O Globo
Está na hora de o presidente deixar de lado
seu mundo ideal dos anos 1970
A semana que passou foi de seguidas más
notícias para o meio ambiente. A estrutura do Ministério do
Meio Ambiente foi desmontada (e o governo não se moveu para
preservá-la), uma decisão técnica do Ibama contrária à exploração de petróleo
na Bacia da Foz do Rio Amazonas foi
criticada por Lula,
e o governo decidiu que implementará mesmo uma política de subsídios para o
carro “popular”. Por trás dos três episódios, o mesmo velho modelo de
desenvolvimento industrial dos anos 1970, que vê a preservação ambiental como
óbice para a prosperidade econômica.
A visão de mundo de Lula parece amparada em sua experiência como trabalhador industrial.
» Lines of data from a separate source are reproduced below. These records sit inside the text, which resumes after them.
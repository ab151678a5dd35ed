//! Tictacdollar: pure game logic for a 5x5 connect-three game with money.
//!
//! Two sides take turns placing markers. Every move costs the mover one
//! unit of balance; completing a straight run of three or more of their
//! own markers pays a reward and earns a star. A side that runs out of
//! money loses, and a board that fills up is simply cleared.
//!
//! # Architecture
//!
//! - **Engine**: [`MatchState`] and its transitions (`new`, `apply_move`,
//!   `resolve_tie`, `clear_highlight`, `restart`)
//! - **Rules**: connection, board-full and outcome evaluation as pure functions
//! - **Contracts**: move preconditions and invariant postconditions
//! - **Advisor**: the rule-based opponent, [`advise_move`]
//!
//! The crate does no I/O and holds no global state. Randomness is
//! always passed in, so a seeded generator replays a match exactly.
//!
//! # Example
//!
//! ```
//! use rand::SeedableRng;
//! use rand::rngs::StdRng;
//! use tictacdollar::{
//!     ContestantSetup, Difficulty, GameMode, MatchSetup, MatchState, Position, Tuning,
//! };
//!
//! let mut rng = StdRng::seed_from_u64(1);
//! let setup = MatchSetup::new(
//!     ContestantSetup::new("A", "x"),
//!     ContestantSetup::new("B", "o"),
//!     Difficulty::Medium,
//!     GameMode::HumanVsHuman,
//! );
//! let state = MatchState::new(setup, Tuning::standard(), &mut rng);
//! let mover = state.to_move();
//! let state = state.apply_move(Position::CENTER);
//! assert_eq!(state.contestant(mover).purse().balance(), 14);
//! ```

#![warn(missing_docs)]
#![forbid(unsafe_code)]

mod action;
mod advisor;
mod contracts;
mod engine;
mod invariants;
mod position;
mod rules;
mod state;
mod tuning;
mod types;

#[cfg(test)]
mod test_support;

// Crate-level exports - Board types
pub use position::{OutOfBounds, Position};
pub use types::{BOARD_SIZE, Board, Cell, Side, Sides};

// Crate-level exports - Match state
pub use state::{Contestant, ContestantSetup, GameMode, MatchSetup, MatchState, Outcome, Purse};
pub use tuning::{Difficulty, Tuning, TuningPreset};

// Crate-level exports - Transitions
pub use action::{Move, RejectReason};
pub use engine::{MatchEvent, MoveReport};

// Crate-level exports - Rules
pub use rules::{MIN_RUN, evaluate, find_connection, is_full};

// Crate-level exports - Contracts and invariants
pub use contracts::{
    CellIsEmpty, Contract, LegalMove, MatchLive, MoveContract, MoverSolvent, SideToAct,
};
pub use invariants::{
    AlternatingTurnInvariant, BoardMatchesHistoryInvariant, Invariant, InvariantSet,
    InvariantViolation, MatchInvariants, PurseLedgerInvariant,
};

// Crate-level exports - Advisor
pub use advisor::{Advice, Rationale, advise, advise_move};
O ideal que Lula deixa transparecer nos discursos é que o Brasil se transforme numa democracia social em que o trabalhador médio tenha casa própria e um carro popular — mais ou menos como ele tinha quando era um jovem operário na Grande São Paulo dos anos 1970.
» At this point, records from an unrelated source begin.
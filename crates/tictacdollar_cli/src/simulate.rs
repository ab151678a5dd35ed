//! Unattended computer-vs-computer matches.

use crate::config::{Delays, MatchConfig, ModeKind};
use crate::session::{Session, SessionSummary};
use anyhow::Result;
use serde::Serialize;
use std::sync::Arc;
use tictacdollar::{Difficulty, Outcome, Side};
use tokio::sync::{Mutex, mpsc};
use tracing::{debug, info, instrument};

/// Aggregate results of a batch of matches.
///
/// Two advisors rarely bankrupt each other: each takes every completing
/// cell it sees and the reward outpaces the move cost. Most matches
/// therefore end at the configured move cap and count as `unfinished`.
/// That is the normal ending here, not a failure.
#[derive(Debug, Clone, Default, PartialEq, Serialize)]
pub struct SimulationReport {
    /// Matches played.
    pub matches: u32,
    /// Difficulty they were played at.
    pub difficulty: Difficulty,
    /// Matches won by the first side.
    pub first_wins: u32,
    /// Matches won by the second side.
    pub second_wins: u32,
    /// Matches that hit the move cap, usually most of them.
    pub unfinished: u32,
    /// Ties resolved across all matches.
    pub ties_resolved: u32,
    /// Board clears across all matches.
    pub refills: u32,
    /// Moves across all matches.
    pub total_moves: u64,
    /// Mean moves per match.
    pub average_moves: f64,
}

impl SimulationReport {
    fn record(&mut self, summary: &SessionSummary) {
        self.matches += 1;
        match summary.outcome {
            Outcome::Winner(Side::First) => self.first_wins += 1,
            Outcome::Winner(Side::Second) => self.second_wins += 1,
            Outcome::Undecided | Outcome::Tie => self.unfinished += 1,
        }
        self.ties_resolved += summary.ties_resolved;
        self.refills += summary.fill_count;
        self.total_moves += summary.moves as u64;
        self.average_moves = self.total_moves as f64 / f64::from(self.matches);
    }
}

/// Plays `matches` computer-vs-computer matches with no pauses.
///
/// Match `i` uses seed `base_seed + i`, so a batch is reproducible.
#[instrument(skip(config))]
pub async fn simulate(
    config: &MatchConfig,
    matches: u32,
    base_seed: u64,
) -> Result<SimulationReport> {
    let mut report = SimulationReport {
        difficulty: *config.difficulty(),
        ..SimulationReport::default()
    };

    // No human ever reads from this.
    let (_input_tx, input_rx) = mpsc::unbounded_channel();
    let input = Arc::new(Mutex::new(input_rx));

    for i in 0..matches {
        let match_config = config
            .clone()
            .with_mode(ModeKind::Autoplay)
            .with_delays(Delays::zero())
            .with_seed(base_seed.wrapping_add(u64::from(i)));

        // Dropping the receiver makes every emit a no-op.
        let (event_tx, _) = mpsc::unbounded_channel();
        let mut session = Session::from_config(&match_config, input.clone(), event_tx);
        let summary = session.run().await?;
        debug!(
            match_index = i,
            outcome = %summary.outcome,
            moves = summary.moves,
            "Match complete"
        );
        report.record(&summary);
    }

    info!(
        matches = report.matches,
        first_wins = report.first_wins,
        second_wins = report.second_wins,
        unfinished = report.unfinished,
        "Simulation complete"
    );
    Ok(report)
}
//! Connection detection anchored at the newest marker.

use super::super::{Board, Cell, Position, Side};
use tracing::instrument;

/// Shortest run that scores.
pub const MIN_RUN: usize = 3;

/// Cells examined in each direction away from the anchor.
const REACH: usize = 2;

/// Horizontal, vertical, falling diagonal, rising diagonal.
const AXES: [(isize, isize); 4] = [(0, 1), (1, 0), (1, 1), (1, -1)];

/// Finds a run of at least [`MIN_RUN`] cells of `side` through `anchor`.
///
/// Each axis is walked outward from the anchor in both directions,
/// stopping at the first cell that is off the board or not `side`'s,
/// and never more than two cells per direction. The anchor counts as
/// `side`'s whatever the board holds there, so the advisor can test
/// empty cells. The first qualifying axis wins and its positions are
/// returned in row-major order.
#[instrument(skip(board))]
pub fn find_connection(board: &Board, anchor: Position, side: Side) -> Option<Vec<Position>> {
    AXES.iter().find_map(|&(dr, dc)| {
        let mut run = vec![anchor];
        for sign in [-1, 1] {
            let mut cursor = anchor;
            for _ in 0..REACH {
                match cursor.offset(dr * sign, dc * sign) {
                    Some(next) if board.get(next) == Cell::Occupied(side) => {
                        run.push(next);
                        cursor = next;
                    }
                    _ => break,
                }
            }
        }
        (run.len() >= MIN_RUN).then(|| {
            run.sort();
            run
        })
    })
}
Muita coisa mudou no mundo, porém, desde
que Lula deixou de ser operário. Descobrimos que as emissões de gases de efeito
estufa estão aquecendo o planeta e que, se não as reduzirmos, a vida na Terra
será muito difícil. Lula, que começou as negociações do Acordo de Paris, sabe
bem disso, mas não parece ter atualizado seus ideais sociais para torná-los
compatíveis com o aquecimento global.
O subsídio à indústria automobilística para
produzir carros “populares” não faz nenhum sentido do ponto de vista
urbanístico e ambiental, mas também faz pouco sentido do ponto de vista
econômico.
No Rio de Janeiro e em São Paulo, o
trabalhador gasta em média mais de sete horas por semana se deslocando de casa
para o trabalho. As políticas municipais urbanas se esforçam para reduzir o
trânsito, retirando carros particulares das vias e deslocando os usuários para
meios de transporte coletivo como ônibus, trens ou metrôs. Em São Paulo, maior
cidade do país, todo dia de semana um rodízio de veículos tira de circulação
20% da frota, desde 1997. Faz sentido as políticas municipais incentivarem o
transporte coletivo e a política federal incentivar a compra de mais carros? É
a antipolítica pública.
Coisa semelhante acontece com o meio
ambiente. Transportes respondem hoje por cerca de 10% das emissões de carbono
no país. As duas principais medidas para reduzir as emissões no setor são
ampliar o uso de transporte público e eletrificar a frota. É verdade que o
carro “popular” que o governo quer subsidiar rodará apenas com etanol, menos
poluente que gasolina. Mas a redução das emissões pelo uso exclusivo do etanol
pode ser compensada pela ampliação da frota e pelo desestímulo ao transporte
público, a depender do incentivo.
Por fim, o carro “popular” de Lula, que
deverá custar por volta de R$ 60 mil, não será propriamente popular. Setenta
por cento da nossa força de trabalho ganha dois salários mínimos mensais ou
menos. O subsídio seguramente será aproveitado apenas pela parte de cima da
nossa pirâmide social, tendo efeitos regressivos — do ponto de vista
distributivo, não ajudará o pobre.
Uma política que subsidia o consumo dos
mais ricos, que não ajuda claramente a reduzir as emissões de CO2 e que é
prejudicial à vida nas cidades serve então para quê? Está na hora de o
presidente deixar de lado seu mundo ideal dos anos 1970 e olhar as cidades
brasileiras de 2023, onde os trabalhadores ganham menos de R$ 3 mil, o
deslocamento de casa para o trabalho pode tomar duas horas diárias ou mais, e o
aquecimento global ameaça inundar as cidades costeiras. Precisamos de menos
subsídio para carros e de mais investimento em ônibus e metrôs.